Alessandro Vespignani, a professor at Northeastern University who specializes in modeling contagion in large populations, says it will be particularly challenging to identify new instances of the coronavirus from social media posts, even using the most advanced AI tools, because its characteristics still aren’t entirely clear. “It’s something new. We don’t have historical data,” Vespignani says. ”There are very few cases in the US, and most of the activity is driven by the media, by people’s curiosity.”

But Vespignani believes that if the disease spreads more widely in the US, it should become easier to monitor its spread by applying machine learning to social media, news reports, and medical information. Combining AI with other techniques “could be very powerful,” Vespignani says.

Crowdsourced information, collated by volunteers or via websites set up to offer information about the coronavirus, is also important to the effort. Brownstein is working with a Boston-based company, Buoy, that offers health advice to millions of people in the US online and through health provider portals. Buoy will offer advice for those who suspect they may have the coronavirus, feeding that to Brownstein and others as another data source.

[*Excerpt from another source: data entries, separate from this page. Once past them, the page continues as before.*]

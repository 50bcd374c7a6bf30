use std::str::FromStr;

use strum::EnumString;

/// A wallet operation the bridge serves.
///
/// Each operation is reachable under an Ethereum-style `eth_*` name and a
/// chain-native `zcash_*` alias; both resolve to the same variant.
#[derive(Debug, Clone, Copy, PartialEq, Eq, Hash, EnumString)]
pub enum WalletMethod {
    /// Ask for the connected account, prompting the user on first use.
    #[strum(serialize = "eth_requestAccounts", serialize = "zcash_requestAccounts")]
    RequestAccounts,
    /// Read the connected account without prompting.
    #[strum(serialize = "eth_accounts", serialize = "zcash_accounts")]
    Accounts,
    /// Read the network identifier.
    #[strum(serialize = "eth_chainId", serialize = "zcash_chainId")]
    ChainId,
    /// Submit a transaction after user approval.
    #[strum(serialize = "eth_sendTransaction", serialize = "zcash_sendTransaction")]
    SendTransaction,
    /// Sign a message after user approval.
    #[strum(
        serialize = "personal_sign",
        serialize = "eth_signMessage",
        serialize = "zcash_signMessage"
    )]
    SignMessage,
}

impl WalletMethod {
    /// Resolves a method name sent by the page. Names outside the supported
    /// namespace yield `None`.
    #[must_use]
    pub fn resolve(name: &str) -> Option<Self> {
        Self::from_str(name).ok()
    }

    /// Whether the method opens a user-facing consent dialog.
    #[must_use]
    pub const fn requires_consent(self) -> bool {
        matches!(self, Self::SendTransaction | Self::SignMessage)
    }
}
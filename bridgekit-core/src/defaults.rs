//! Built-in constants for the bridge and its security lists.

/// Network identifier answered to `*_chainId`.
pub const CHAIN_ID: &str = "0x5ba3";

/// Atomic units per displayed coin (1 coin = 10^8 base units).
pub const ATOMIC_UNITS_PER_COIN: u64 = 100_000_000;

/// Decimal places shown for display amounts.
pub const DISPLAY_DECIMALS: usize = 8;

/// How long the provider waits for a response envelope.
pub const PROVIDER_TIMEOUT_MS: u64 = 30_000;

/// How long a transaction consent stays open.
pub const APPROVAL_TIMEOUT_MS: u64 = 5 * 60 * 1_000;

/// How long the connect prompt stays open before it counts as a denial.
pub const CONNECT_PROMPT_TIMEOUT_MS: u64 = 10_000;

/// Requests admitted per origin within one rate window.
pub const RATE_LIMIT_MAX_REQUESTS: u32 = 10;

/// Length of the trailing rate window.
pub const RATE_LIMIT_WINDOW_MS: u64 = 60_000;

/// Grace period after which the generic untrusted-site warning proceeds.
pub const UNTRUSTED_WARNING_GRACE_MS: u64 = 2_000;

/// Blob name of the persisted site permission table.
pub const SITE_PERMISSIONS_BLOB: &str = "site_permissions.json";

/// Domains that skip the generic untrusted-site warning.
pub const TRUSTED_DOMAINS: &[&str] = &[
    "zfnd.org",
    "zcashcommunity.com",
    "zcashblockexplorer.com",
    "z.cash",
];

/// URL patterns (host + path) that look like credential phishing.
pub const PHISHING_PATTERNS: &[&str] = &[
    r"zcash.*wallet.*login",
    r"zcash.*verify.*account",
    r"zcash.*recover.*funds",
    r"zcash.*suspended",
    r"zcash.*security.*alert",
];

/// Domains known to be malicious.
pub const MALICIOUS_DOMAINS: &[&str] = &[
    "zcash-wallet.com",
    "zcash-wallet.org",
    "zcash-recovery.com",
    "zcash-support.com",
];
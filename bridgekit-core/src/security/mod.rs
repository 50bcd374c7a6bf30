//! Anti-phishing heuristics and request budgeting for embedded pages.
//!
//! The checks here are advisory: they decide which warning the user sees
//! before a page loads, never whether the network request is made.

mod rate_limit;

pub use rate_limit::RateLimiter;

use regex::{Regex, RegexBuilder};
use serde::{Deserialize, Serialize};

use crate::defaults;
use crate::error::BridgeError;
use crate::origin::Origin;

const MALICIOUS_DOMAIN_MESSAGE: &str =
    "This domain is known to be malicious. Do not enter your wallet password or private keys.";
const PHISHING_PATTERN_MESSAGE: &str =
    "This URL matches known phishing patterns. Be extremely cautious.";
const UNTRUSTED_SITE_MESSAGE: &str =
    "This website is not in our trusted list. Be cautious before connecting your wallet or signing anything.";

/// The lists a [`SecurityPolicy`] is compiled from.
#[derive(Debug, Clone, PartialEq, Eq, Serialize, Deserialize, uniffi::Record)]
#[serde(default)]
pub struct SecurityLists {
    /// Domains whose pages skip the generic untrusted-site warning. Matched
    /// as substrings of the host with any leading `www.` removed.
    pub trusted_domains: Vec<String>,
    /// Regular expressions matched case-insensitively against host + path.
    pub phishing_patterns: Vec<String>,
    /// Domains that raise the malicious-domain warning. Matched as
    /// substrings of the host.
    pub malicious_domains: Vec<String>,
}

impl Default for SecurityLists {
    fn default() -> Self {
        let owned = |items: &[&str]| items.iter().map(ToString::to_string).collect();
        Self {
            trusted_domains: owned(defaults::TRUSTED_DOMAINS),
            phishing_patterns: owned(defaults::PHISHING_PATTERNS),
            malicious_domains: owned(defaults::MALICIOUS_DOMAINS),
        }
    }
}

/// A known-bad signal raised by a destination.
#[derive(Debug, Clone, Copy, PartialEq, Eq, Hash, uniffi::Enum)]
pub enum Threat {
    /// The host is on the malicious-domain list.
    MaliciousDomain,
    /// The host and path look like a credential phishing page.
    PhishingPattern,
}

/// Which warning is shown to the user.
#[derive(Debug, Clone, Copy, PartialEq, Eq, Hash, uniffi::Enum)]
pub enum WarningKind {
    /// Strong warning; navigation waits for an explicit choice.
    MaliciousDomain,
    /// Advisory banner; navigation continues.
    PhishingPattern,
    /// Generic warning for sites outside the trusted list.
    UntrustedSite,
}

impl From<Threat> for WarningKind {
    fn from(threat: Threat) -> Self {
        match threat {
            Threat::MaliciousDomain => Self::MaliciousDomain,
            Threat::PhishingPattern => Self::PhishingPattern,
        }
    }
}

impl WarningKind {
    /// Text shown to the user.
    #[must_use]
    pub const fn message(self) -> &'static str {
        match self {
            Self::MaliciousDomain => MALICIOUS_DOMAIN_MESSAGE,
            Self::PhishingPattern => PHISHING_PATTERN_MESSAGE,
            Self::UntrustedSite => UNTRUSTED_SITE_MESSAGE,
        }
    }
}

/// A warning about a navigation destination, handed to the host UI.
#[derive(Debug, Clone, PartialEq, Eq, uniffi::Record)]
pub struct NavigationWarning {
    /// Which warning this is.
    pub kind: WarningKind,
    /// The destination URL.
    pub url: String,
    /// The destination origin.
    pub origin: String,
    /// Text shown to the user.
    pub message: String,
}

impl NavigationWarning {
    pub(crate) fn new(kind: WarningKind, url: &str, origin: &Origin) -> Self {
        Self {
            kind,
            url: url.to_string(),
            origin: origin.as_str().to_string(),
            message: kind.message().to_string(),
        }
    }
}

/// The user's answer to a navigation warning.
#[derive(Debug, Clone, Copy, PartialEq, Eq, uniffi::Enum)]
pub enum NavigationChoice {
    /// Load the page anyway.
    Proceed,
    /// Abandon the navigation.
    GoBack,
}

/// Result of checking a destination against the security lists.
#[derive(Debug, Clone, PartialEq, Eq, uniffi::Record)]
pub struct NavigationAssessment {
    /// The destination URL.
    pub url: String,
    /// The destination origin, or the raw URL when it could not be resolved.
    pub origin: String,
    /// Whether the host is on the trusted list.
    pub trusted: bool,
    /// The strongest known-bad signal, if any.
    pub threat: Option<Threat>,
}

impl NavigationAssessment {
    /// Warnings to raise, strongest first.
    ///
    /// A malicious domain always warns, whatever the trusted list says. A
    /// trusted destination with no threat raises nothing.
    #[must_use]
    pub fn warnings(&self) -> Vec<WarningKind> {
        let mut warnings: Vec<WarningKind> = self.threat.map(Into::into).into_iter().collect();
        if !self.trusted && self.threat != Some(Threat::MaliciousDomain) {
            warnings.push(WarningKind::UntrustedSite);
        }
        warnings
    }
}

/// Compiled security lists.
#[derive(Debug, Clone)]
pub struct SecurityPolicy {
    trusted_domains: Vec<String>,
    phishing_patterns: Vec<Regex>,
    malicious_domains: Vec<String>,
}

impl SecurityPolicy {
    /// Compiles `lists`.
    ///
    /// # Errors
    ///
    /// Returns [`BridgeError::InvalidParams`] if a phishing pattern is not a
    /// valid regular expression.
    pub fn new(lists: &SecurityLists) -> Result<Self, BridgeError> {
        let phishing_patterns = lists
            .phishing_patterns
            .iter()
            .map(|pattern| {
                RegexBuilder::new(pattern)
                    .case_insensitive(true)
                    .build()
                    .map_err(|e| {
                        BridgeError::invalid_params(format!(
                            "invalid phishing pattern {pattern:?}: {e}"
                        ))
                    })
            })
            .collect::<Result<_, _>>()?;
        let lowercase = |items: &[String]| items.iter().map(|d| d.to_lowercase()).collect();
        Ok(Self {
            trusted_domains: lowercase(&lists.trusted_domains),
            phishing_patterns,
            malicious_domains: lowercase(&lists.malicious_domains),
        })
    }

    /// Whether the origin's host is on the trusted list. Unresolved origins
    /// are never trusted.
    #[must_use]
    pub fn is_trusted(&self, origin: &Origin) -> bool {
        let Some(host) = origin.host() else {
            return false;
        };
        let host = host.strip_prefix("www.").unwrap_or(host);
        self.trusted_domains
            .iter()
            .any(|domain| host.contains(domain.as_str()))
    }

    /// The strongest threat raised by the origin. The malicious-domain list
    /// is checked before the phishing patterns.
    ///
    /// Unresolved origins are checked against their raw text.
    #[must_use]
    pub fn threat(&self, origin: &Origin) -> Option<Threat> {
        let (host, target) = match origin.host() {
            Some(host) => (host.to_lowercase(), format!("{host}{}", origin.path()).to_lowercase()),
            None => {
                let raw = origin.as_str().to_lowercase();
                (raw.clone(), raw)
            }
        };
        if self
            .malicious_domains
            .iter()
            .any(|domain| host.contains(domain.as_str()))
        {
            return Some(Threat::MaliciousDomain);
        }
        if self
            .phishing_patterns
            .iter()
            .any(|pattern| pattern.is_match(&target))
        {
            return Some(Threat::PhishingPattern);
        }
        None
    }

    /// Checks `url` against every list.
    #[must_use]
    pub fn assess(&self, url: &str) -> NavigationAssessment {
        let origin = Origin::resolve(url);
        NavigationAssessment {
            url: url.to_string(),
            origin: origin.as_str().to_string(),
            trusted: self.is_trusted(&origin),
            threat: self.threat(&origin),
        }
    }
}

/// Checks `url` against `lists` without creating a bridge.
///
/// # Errors
///
/// Returns [`BridgeError::InvalidParams`] if a phishing pattern does not
/// compile.
#[uniffi::export]
#[allow(clippy::needless_pass_by_value)]
pub fn assess_navigation(
    url: String,
    lists: SecurityLists,
) -> Result<NavigationAssessment, BridgeError> {
    Ok(SecurityPolicy::new(&lists)?.assess(&url))
}
#[uniffi::export(async_runtime = "tokio")]
impl HostBridge {
    /// Creates a bridge for one embedded page.
    ///
    /// `page` posts envelopes into the frame. `permissions` may be shared
    /// between bridges; everything else (rate windows, the consent slot) is
    /// owned by this instance.
    ///
    /// # Errors
    ///
    /// Returns [`BridgeError::InvalidParams`] if `config` is out of range or a
    /// phishing pattern does not compile.
    #[uniffi::constructor]
    #[allow(clippy::needless_pass_by_value)]
    pub fn new(
        config: BridgeConfig,
        lists: SecurityLists,
        backend: Arc<dyn WalletBackend>,
        presenter: Arc<dyn ConsentPresenter>,
        page: Arc<dyn MessagePort>,
        permissions: Arc<SitePermissions>,
    ) -> Result<Self, BridgeError> {
        config.validate()?;
        let policy = SecurityPolicy::new(&lists)?;
        let rate_limiter =
            RateLimiter::new(config.rate_limit_max_requests, config.rate_limit_window());
        Ok(Self {
            inner: Arc::new(BridgeInner {
                config,
                policy,
                rate_limiter,
                permissions,
                approvals: Arc::new(ApprovalMachine::default()),
                backend,
                presenter,
                page,
                page_url: RwLock::new(None),
                connect_gate: AsyncMutex::new(()),
            }),
        })
    }

    /// Handles one message posted by the page.
    ///
    /// Requests are answered asynchronously on their own task. Messages that
    /// are not a known envelope, or that only travel towards the page, are
    /// logged and dropped.
    #[allow(clippy::needless_pass_by_value)]
    pub async fn receive_message(&self, message: String) {
        let envelope = match ChannelEnvelope::parse(&message) {
            Ok(envelope) => envelope,
            Err(e) => {
                log::warn!("ignoring unrecognized page message ({} bytes): {e}", message.len());
                return;
            }
        };

        match envelope {
            ChannelEnvelope::Request(request) => {
                let inner = Arc::clone(&self.inner);
                tokio::spawn(async move { inner.handle_request(request).await });
            }
            ChannelEnvelope::RequestProvider => {
                let inner = Arc::clone(&self.inner);
                tokio::spawn(async move { inner.announce_current_account().await });
            }
            other => log::warn!("ignoring {} envelope sent by the page", other.kind()),
        }
    }

    /// Approves the open consent with the user's unlock secret.
    ///
    /// The backend is called with the consent's payload; its outcome settles
    /// the waiting request and is also returned here so the dialog can show
    /// a failure.
    ///
    /// If this future is dropped while the backend call is in flight, the
    /// page is told "Approval was interrupted" and the slot is freed. The
    /// backend may still have completed the call (a transaction may already
    /// be broadcast), so hosts should let the approval run to completion.
    ///
    /// # Errors
    ///
    /// Returns [`BridgeError::InvalidParams`] if `secret` is blank; the
    /// consent stays open so the user can try again.
    /// Returns [`BridgeError::NoPendingRequest`] if no consent is open (or it
    /// is already being approved), or the backend's failure.
    pub async fn approve_pending(&self, secret: String) -> Result<(), BridgeError> {
        let secret = SecretString::from(secret);
        if secret.expose_secret().trim().is_empty() {
            log::info!("approval attempted without an unlock secret");
            return Err(BridgeError::invalid_params("Unlock secret required"));
        }
        let approval = self.inner.approvals.take_for_approval()?;

        let result = self.inner.run_approved(approval.payload(), &secret).await;
        if let Err(e) = &result {
            log::warn!("approved consent failed in the backend: {e}");
        }
        approval.settle(result.clone());
        result.map(|_| ())
    }

    /// Rejects the open consent, as when the user closes the dialog.
    ///
    /// # Errors
    ///
    /// Returns [`BridgeError::NoPendingRequest`] if no consent is waiting for
    /// the user.
    pub fn reject_pending(&self) -> Result<(), BridgeError> {
        let kind = self.inner.approvals.reject()?;
        log::info!("user rejected {kind:?} consent");
        Ok(())
    }

    /// The consent currently open, if any.
    #[must_use]
    pub fn pending_consent(&self) -> Option<ConsentSnapshot> {
        self.inner.approvals.snapshot()
    }

    /// Announces `address` to the page, e.g. after an account switch or lock.
    pub fn announce_account(&self, address: Option<String>) {
        self.inner.announce(address);
    }

    /// URL of the page currently bound to this bridge.
    #[must_use]
    pub fn page_url(&self) -> Option<String> {
        self.inner.page_url()
    }

    /// Origin of the page currently bound to this bridge.
    #[must_use]
    pub fn current_origin(&self) -> String {
        self.inner.current_origin().as_str().to_string()
    }
}
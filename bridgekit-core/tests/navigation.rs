//! Integration tests: navigation.
mod common;

use std::time::Duration;

use bridgekit_core::{
    BridgeConfig, BridgeError, NavigationChoice, NavigationOutcome, SecurityLists, WarningKind,
};
use common::{Harness, ADDRESS, DAPP_URL};
use serde_json::json;

fn warning_kinds(warnings: &[bridgekit_core::NavigationWarning]) -> Vec<WarningKind> {
    warnings.iter().map(|w| w.kind).collect()
}

#[tokio::test]
async fn test_trusted_site_loads_without_warning() {
    let mut harness = Harness::new();
    assert_eq!(harness.load("https://www.zfnd.org/grants").await.as_deref(), Some(ADDRESS));

    assert!(harness.presenter.confirmations.lock().unwrap().is_empty());
    assert!(harness.presenter.advisories.lock().unwrap().is_empty());
    assert_eq!(harness.bridge.current_origin(), "https://www.zfnd.org");
}

#[tokio::test]
async fn test_malicious_domain_warns_even_when_allow_listed() {
    let lists = SecurityLists {
        trusted_domains: vec!["zcash-wallet.com".to_string()],
        ..SecurityLists::default()
    };
    let harness = Harness::with_config(BridgeConfig::default(), lists);
    *harness.presenter.navigation_choice.lock().unwrap() = Some(NavigationChoice::GoBack);

    let outcome = harness
        .bridge
        .navigate("https://zcash-wallet.com/login".to_string())
        .await
        .unwrap();
    assert_eq!(outcome, NavigationOutcome::Cancelled);

    let confirmations = harness.presenter.confirmations.lock().unwrap().clone();
    assert_eq!(warning_kinds(&confirmations), vec![WarningKind::MaliciousDomain]);
    assert_eq!(
        confirmations[0].message,
        "This domain is known to be malicious. Do not enter your wallet password or private keys."
    );
    assert_eq!(harness.bridge.page_url(), None);
}

#[tokio::test]
async fn test_malicious_domain_can_be_entered_explicitly() {
    let mut harness = Harness::new();
    harness.load("https://zcash-recovery.com/").await;

    let confirmations = harness.presenter.confirmations.lock().unwrap().clone();
    // the malicious warning replaces the generic one
    assert_eq!(warning_kinds(&confirmations), vec![WarningKind::MaliciousDomain]);
    assert_eq!(harness.bridge.current_origin(), "https://zcash-recovery.com");
}

#[tokio::test]
async fn test_phishing_pattern_is_advisory() {
    let mut harness = Harness::new();
    harness.load("https://example.net/zcash-wallet-login").await;

    let advisories = harness.presenter.advisories.lock().unwrap().clone();
    assert_eq!(warning_kinds(&advisories), vec![WarningKind::PhishingPattern]);
    let confirmations = harness.presenter.confirmations.lock().unwrap().clone();
    assert_eq!(warning_kinds(&confirmations), vec![WarningKind::UntrustedSite]);
    assert_eq!(
        harness.bridge.page_url().as_deref(),
        Some("https://example.net/zcash-wallet-login")
    );
}

#[tokio::test(start_paused = true)]
async fn test_untrusted_warning_proceeds_after_grace_period() {
    let mut harness = Harness::new();
    *harness.presenter.navigation_choice.lock().unwrap() = None;

    let started = tokio::time::Instant::now();
    let outcome = harness.bridge.navigate(DAPP_URL.to_string()).await.unwrap();
    assert_eq!(outcome, NavigationOutcome::Committed);
    assert!(started.elapsed() >= Duration::from_secs(2));
    assert_eq!(harness.next_announcement().await.address.as_deref(), Some(ADDRESS));
}

#[tokio::test]
async fn test_going_back_from_untrusted_site_keeps_current_page() {
    let mut harness = Harness::new();
    harness.load("https://z.cash/").await;
    *harness.presenter.navigation_choice.lock().unwrap() = Some(NavigationChoice::GoBack);

    let outcome = harness.bridge.navigate(DAPP_URL.to_string()).await.unwrap();
    assert_eq!(outcome, NavigationOutcome::Cancelled);
    assert_eq!(harness.bridge.current_origin(), "https://z.cash");
}

#[tokio::test]
async fn test_destination_without_scheme_gets_https() {
    let mut harness = Harness::new();
    harness.load("z.cash/download").await;
    assert_eq!(harness.bridge.page_url().as_deref(), Some("https://z.cash/download"));
}

#[tokio::test]
async fn test_invalid_destination() {
    let harness = Harness::new();
    assert!(matches!(
        harness.bridge.navigate("https://".to_string()).await,
        Err(BridgeError::InvalidUrl { .. })
    ));
}

#[tokio::test(start_paused = true)]
async fn test_navigation_resets_rate_window_of_previous_page() {
    let config = BridgeConfig {
        rate_limit_max_requests: 1,
        ..BridgeConfig::default()
    };
    let mut harness = Harness::with_config(config, SecurityLists::default());
    harness.load("https://z.cash/").await;

    assert!(harness.call("eth_chainId", vec![]).await.is_ok());
    assert!(harness.call("eth_chainId", vec![]).await.is_err());

    harness.load("https://zfnd.org/").await;
    harness.load("https://z.cash/").await;
    assert_eq!(harness.call("eth_chainId", vec![]).await, Ok(json!("0x5ba3")));
}

#[tokio::test]
async fn test_origin_follows_navigation() {
    let mut harness = Harness::new();
    harness.load("https://z.cash/").await;
    harness.call("eth_requestAccounts", vec![]).await.unwrap();

    harness.load(DAPP_URL).await;
    harness.call("eth_requestAccounts", vec![]).await.unwrap();

    assert_eq!(
        *harness.presenter.connection_prompts.lock().unwrap(),
        vec!["https://z.cash".to_string(), "https://dapp.example".to_string()]
    );
}
//! `bridgekit-core` connects untrusted pages shown in a wallet's embedded
//! browser to the wallet host.
//!
//! The page side runs a [`Provider`], the host side one [`HostBridge`] per
//! embedded page. They talk over a [`MessagePort`] in each direction. Keys
//! and the user interface stay with the host application, reached through
//! the [`WalletBackend`] and [`ConsentPresenter`] foreign traits.
#![deny(clippy::all, clippy::pedantic, clippy::nursery)]

mod approval;

mod backend;
pub use backend::*;

mod bridge;
pub use bridge::HostBridge;

mod channel;
pub use channel::*;

mod config;
pub use config::*;

mod consent;
pub use consent::*;

pub mod defaults;

mod envelope;
pub use envelope::*;

mod error;
pub use error::*;

/// Forwarding of this crate's `log` records to a host logger.
pub mod logger;

mod method;
pub use method::*;

mod navigation;
pub use navigation::*;

mod origin;
pub use origin::*;

mod permissions;
pub use permissions::*;

mod provider;
pub use provider::*;

pub mod security;
pub use security::{
    NavigationAssessment, NavigationChoice, NavigationWarning, SecurityLists, SecurityPolicy,
    Threat, WarningKind,
};

pub mod storage;

pub mod units;

uniffi::setup_scaffolding!("bridgekit_core");
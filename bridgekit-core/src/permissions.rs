//! Per-origin "accounts connected" grants.

use std::collections::BTreeMap;
use std::sync::{Arc, Mutex, PoisonError};

use crate::defaults::SITE_PERMISSIONS_BLOB;
use crate::storage::{AtomicBlobStore, StorageError, StorageResult};

/// Origins the user allowed to see the wallet address.
///
/// The table is written through to the blob store on every change as a JSON
/// object mapping origin to `true`. Only an explicit user decision (Allow in
/// the connect prompt, or a revoke from settings) mutates it.
#[derive(uniffi::Object)]
pub struct SitePermissions {
    store: Arc<dyn AtomicBlobStore>,
    grants: Mutex<BTreeMap<String, bool>>,
}

impl std::fmt::Debug for SitePermissions {
    fn fmt(&self, f: &mut std::fmt::Formatter<'_>) -> std::fmt::Result {
        f.debug_struct("SitePermissions")
            .field("grants", &self.granted_origins())
            .finish_non_exhaustive()
    }
}

#[uniffi::export]
impl SitePermissions {
    /// Loads the table from `store`. A missing blob is an empty table.
    ///
    /// # Errors
    ///
    /// Returns an error if the blob cannot be read or is not a JSON object of
    /// booleans.
    #[uniffi::constructor]
    pub fn load(store: Arc<dyn AtomicBlobStore>) -> Result<Self, StorageError> {
        let grants = match store.read(SITE_PERMISSIONS_BLOB.to_string())? {
            Some(bytes) => serde_json::from_slice(&bytes)?,
            None => BTreeMap::new(),
        };
        Ok(Self {
            store,
            grants: Mutex::new(grants),
        })
    }

    /// Whether `origin` holds a grant.
    #[must_use]
    pub fn is_granted(&self, origin: &str) -> bool {
        self.grants
            .lock()
            .unwrap_or_else(PoisonError::into_inner)
            .get(origin)
            .copied()
            .unwrap_or(false)
    }

    /// Records a grant for `origin` and persists the table.
    ///
    /// # Errors
    ///
    /// Returns an error if the table cannot be written.
    pub fn grant(&self, origin: &str) -> StorageResult<()> {
        let mut grants = self.grants.lock().unwrap_or_else(PoisonError::into_inner);
        grants.insert(origin.to_string(), true);
        self.persist(&grants)
    }

    /// Removes the grant of `origin`, if any, and persists the table.
    ///
    /// Returns whether a grant was removed.
    ///
    /// # Errors
    ///
    /// Returns an error if the table cannot be written.
    pub fn revoke(&self, origin: &str) -> StorageResult<bool> {
        let mut grants = self.grants.lock().unwrap_or_else(PoisonError::into_inner);
        if grants.remove(origin).is_none() {
            return Ok(false);
        }
        self.persist(&grants)?;
        Ok(true)
    }

    /// Origins currently holding a grant, sorted.
    #[must_use]
    pub fn granted_origins(&self) -> Vec<String> {
        self.grants
            .lock()
            .unwrap_or_else(PoisonError::into_inner)
            .iter()
            .filter(|(_, granted)| **granted)
            .map(|(origin, _)| origin.clone())
            .collect()
    }
}

impl SitePermissions {
    fn persist(&self, grants: &BTreeMap<String, bool>) -> StorageResult<()> {
        let bytes = serde_json::to_vec(grants)?;
        self.store
            .write_atomic(SITE_PERMISSIONS_BLOB.to_string(), bytes)
    }
}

An analysis of crowdsourced data from a Chinese physician community website, conducted by researchers at the National Institutes of Health, reveals a picture of delays in reporting new cases in Wuhan during the early stages of the pandemic. It also suggests that those younger than 15 years of age are more resilient.

Other signals may assist health officials in different countries prepare responses. Pings from mobile devices, along with flight and train itineraries, are helping epidemiologists build a picture of the spread of the virus and likely trajectory.

Andy Tatem, a professor at the UK’s University of Southampton, and colleagues recently used anonymized historical data from smartphones, supplied by the Chinese search company Baidu, to model how the virus may have moved out of Wuhan in the days after it appeared.

Another group of researchers used data from Tencent, the Chinese company behind the popular Chinese app WeChat, to model the contagion. This suggests that the travel restrictions imposed by the Chinese authorities may have slowed the spread of the disease by a few days, providing critical time for countermeasures. Similar techniques could predict the spread through other countries should the contagion spread.

While it might be possible for the authorities to track individuals using the movement of their smartphones, Tatem says this is less useful than understanding broader trends and dynamics. And although it is unclear how widely the virus might yet travel, he says the biggest concern is that it could appear in countries with fewer health care resources to combat it. “Whether it can be contained in China, that’s the question for the world right now,” Tatem says.